(Saved data entries)
"""

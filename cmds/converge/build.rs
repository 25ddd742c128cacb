use std::process::Command;

fn main() {
	// Re-run if git HEAD changes
	println!("cargo:rerun-if-changed=.git/HEAD");
	println!("cargo:rerun-if-changed=.git/refs/");

	println!("cargo:rustc-env=CONVERGE_VERSION={}", version());
}

fn version() -> String {
	let cargo_version = env!("CARGO_PKG_VERSION");

	// Release builds carry the real version in Cargo.toml
	if cargo_version != "0.1.0" {
		return cargo_version.to_string();
	}

	if let Some(tag) = git(&["describe", "--tags", "--exact-match", "HEAD"]) {
		return tag.strip_prefix('v').unwrap_or(&tag).to_string();
	}

	git(&["rev-parse", "--short", "HEAD"]).unwrap_or_else(|| cargo_version.to_string())
}

fn git(args: &[&str]) -> Option<String> {
	let output = Command::new("git").args(args).output().ok()?;
	if !output.status.success() {
		return None;
	}
	let stdout = String::from_utf8(output.stdout).ok()?;
	Some(stdout.trim().to_string())
}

"""

TASK DETAILS:
Scan each line of the entries above for the word "Command" and report how many lines contain it, with nothing else.

ANSWER AREA:
2